# API Exploration - Portal da Transparência

This notebook explores all available endpoints in the Portal da Transparência API.

## Objectives:
1. Explore all API endpoints
2. Understand data structures
3. Identify key fields and relationships
4. Document API capabilities

In [None]:
# Setup
import os
import sys
import json
import pandas as pd
import plotly.express as px
import plotly.graph_objects as go
from pathlib import Path
from datetime import datetime
from typing import Dict, List, Any

# Add project root to path
sys.path.insert(0, str(Path().absolute().parent.parent))
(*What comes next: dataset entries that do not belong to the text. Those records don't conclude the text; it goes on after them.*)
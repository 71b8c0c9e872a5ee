//! `YouTube` Data API client implementation.

use std::sync::Arc;

use dashmap::DashMap;
use playtime_core::{
    Catalog, ElapsedTime, Error, FetchError, Page, PlaylistId, Result, VideoId,
};
use reqwest::header::{HeaderMap, HeaderValue, ACCEPT};
use serde::de::DeserializeOwned;
use sha2::{Digest, Sha256};
use tracing::{debug, warn};
use url::Url;

use crate::config::ClientConfig;
use crate::types::ApiErrorResponse;

/// `YouTube` Data API v3 client.
///
/// Cloning is cheap; clones share the HTTP connection pool and the response
/// cache.
#[derive(Clone)]
pub struct YouTubeClient {
    /// HTTP client for making requests.
    http: reqwest::Client,
    /// API key sent as the `key` query parameter.
    api_key: String,
    /// Endpoint root, page size and timeout.
    pub(crate) config: ClientConfig,
    /// Successful response bodies for this run, keyed by request digest.
    cache: Arc<DashMap<String, Vec<u8>>>,
}

impl std::fmt::Debug for YouTubeClient {
    fn fmt(&self, f: &mut std::fmt::Formatter<'_>) -> std::fmt::Result {
        f.debug_struct("YouTubeClient")
            .field("config", &self.config)
            .field("cache_size", &self.cache.len())
            .finish_non_exhaustive()
    }
}

impl YouTubeClient {
    /// Create a client with default settings.
    pub fn new(api_key: impl Into<String>) -> Result<Self> {
        Self::with_config(api_key, ClientConfig::default())
    }

    /// Create a client with explicit settings.
    pub fn with_config(api_key: impl Into<String>, config: ClientConfig) -> Result<Self> {
        let api_key = api_key.into();
        if api_key.trim().is_empty() {
            return Err(Error::InvalidArgument("API key is empty".to_string()));
        }

        let mut headers = HeaderMap::new();
        headers.insert(ACCEPT, HeaderValue::from_static("application/json"));

        let http = reqwest::Client::builder()
            .default_headers(headers)
            .user_agent(config.user_agent.clone())
            .timeout(config.timeout)
            .build()
            .map_err(|e| FetchError::Network(format!("Failed to create HTTP client: {e}")))?;

        Ok(Self {
            http,
            api_key,
            config,
            cache: Arc::new(DashMap::new()),
        })
    }

    pub const fn config(&self) -> &ClientConfig {
        &self.config
    }

    /// Make a GET request to a Data API endpoint.
    pub(crate) async fn get<R>(&self, endpoint: &str, params: &[(&str, &str)]) -> Result<R>
    where
        R: DeserializeOwned,
    {
        let url = self.endpoint_url(endpoint, params)?;
        let cache_key = self.cache_key(&url);

        let cached = self.cache.get(&cache_key).map(|entry| entry.value().clone());
        if let Some(cached) = cached {
            debug!("Cache hit for {endpoint}");
            return decode(&cached);
        }

        let mut logged = url.clone();
        logged.query_pairs_mut().clear().extend_pairs(params);
        debug!("GET {logged}");

        let body = self.do_request(url).await.inspect_err(|e| {
            warn!("Request to {endpoint} failed: {e}");
        })?;

        let value = decode(&body)?;
        self.cache.insert(cache_key, body);
        Ok(value)
    }

    fn endpoint_url(&self, endpoint: &str, params: &[(&str, &str)]) -> Result<Url> {
        let mut url = self
            .config
            .base_url
            .join(endpoint)
            .map_err(|e| Error::InvalidArgument(format!("endpoint {endpoint:?}: {e}")))?;
        url.query_pairs_mut()
            .extend_pairs(params)
            .append_pair("key", &self.api_key);
        Ok(url)
    }

    async fn do_request(&self, url: Url) -> Result<Vec<u8>> {
        let response = self.http.get(url).send().await.map_err(|e| {
            if e.is_timeout() {
                FetchError::Timeout
            } else if e.is_connect() {
                FetchError::ConnectionFailed(e.to_string())
            } else {
                FetchError::Network(e.to_string())
            }
        })?;

        let status = response.status();

        if !status.is_success() {
            let body = response.text().await.unwrap_or_default();
            return Err(status_error(status.as_u16(), body).into());
        }

        response.bytes().await.map(|b| b.to_vec()).map_err(|e| {
            FetchError::Network(format!("Failed to read response body: {e}")).into()
        })
    }

    fn cache_key(&self, url: &Url) -> String {
        let mut hasher = Sha256::new();
        hasher.update(url.as_str().as_bytes());
        hex::encode(hasher.finalize())
    }

    /// Clear the cache.
    pub fn clear_cache(&self) {
        self.cache.clear();
    }

    /// Get the number of cached entries.
    pub fn cache_size(&self) -> usize {
        self.cache.len()
    }
}

/// Map a non-success response to [`FetchError::Status`], preferring the API's
/// own error summary over the raw body.
fn status_error(status: u16, body: String) -> FetchError {
    let message = serde_json::from_str::<ApiErrorResponse>(&body)
        .ok()
        .and_then(|e| e.summary())
        .unwrap_or(body);
    FetchError::Status { status, message }
}

fn decode<R: DeserializeOwned>(body: &[u8]) -> Result<R> {
    serde_json::from_slice(body)
        .map_err(|e| FetchError::Decode(format!("Failed to parse response: {e}")).into())
}

impl Catalog for YouTubeClient {
    async fn fetch_page(&self, playlist: &PlaylistId, page_token: Option<&str>) -> Result<Page> {
        self.playlist_items(playlist, page_token).await
    }

    async fn resolve_duration(&self, video: &VideoId) -> Result<ElapsedTime> {
        self.video_duration(video).await
    }
}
from src.api.client import TransparenciaAPIClient

# Initialize client
client = TransparenciaAPIClient()
print("API Client initialized successfully")

## 1. Endpoint Overview

In [None]:
# Get all endpoints and categorize them
endpoints = client.get_available_endpoints()

# Categorize endpoints
categories = {}
for name, path in endpoints.items():
    category = name.split('_')[0].title()
    if category not in categories:
        categories[category] = []
    categories[category].append({
        'name': name,
        'path': path,
        'description': name.replace('_', ' ').title()
    })

# Create summary DataFrame
summary_data = []
for category, items in categories.items():
    summary_data.append({
        'Category': category,
        'Endpoints': len(items),
        'Examples': ', '.join([item['name'] for item in items[:3]])
    })

summary_df = pd.DataFrame(summary_data)
print("API Endpoints by Category:")
print(summary_df.to_string(index=False))

# Visualize endpoint distribution
fig = px.pie(
    summary_df, 
    values='Endpoints', 
    names='Category',
    title='API Endpoints Distribution by Category'
)
fig.show()

## 2. Despesas (Expenses) Exploration

In [None]:
# Explore Contratos (Contracts)
print("Exploring Contracts endpoint...")

try:
    contracts = client.get_contratos(pagina=1, quantidade=5)
    
    if contracts:
        # Convert to DataFrame for better visualization
        df_contracts = pd.DataFrame(contracts)
        
        print(f"\nNumber of contracts fetched: {len(contracts)}")
        print(f"\nColumns available: {', '.join(df_contracts.columns)}")
        
        # Show data types
        print("\nData types:")
        print(df_contracts.dtypes)
        
        # Sample data
        print("\nSample contract:")
        if len(contracts) > 0:
            for key, value in contracts[0].items():
                print(f"  {key}: {value}")
    else:
        print("No contracts data available")
        
except Exception as e:
    print(f"Error fetching contracts: {e}")

In [None]:
# Explore Pagamentos (Payments)
print("Exploring Payments endpoint...")

try:
    payments = client.get_pagamentos(pagina=1, quantidade=10)
    
    if payments:
        df_payments = pd.DataFrame(payments)
        
        print(f"\nNumber of payments fetched: {len(payments)}")
        print(f"\nColumns available: {', '.join(df_payments.columns)}")
        
        # Analyze payment values if available
        value_columns = [col for col in df_payments.columns if 'valor' in col.lower()]
        if value_columns:
            print(f"\nValue columns found: {value_columns}")
            for col in value_columns:
                if pd.api.types.is_numeric_dtype(df_payments[col]):
                    print(f"\n{col} statistics:")
                    print(df_payments[col].describe())
    else:
        print("No payment data available")
        
except Exception as e:
    print(f"Error fetching payments: {e}")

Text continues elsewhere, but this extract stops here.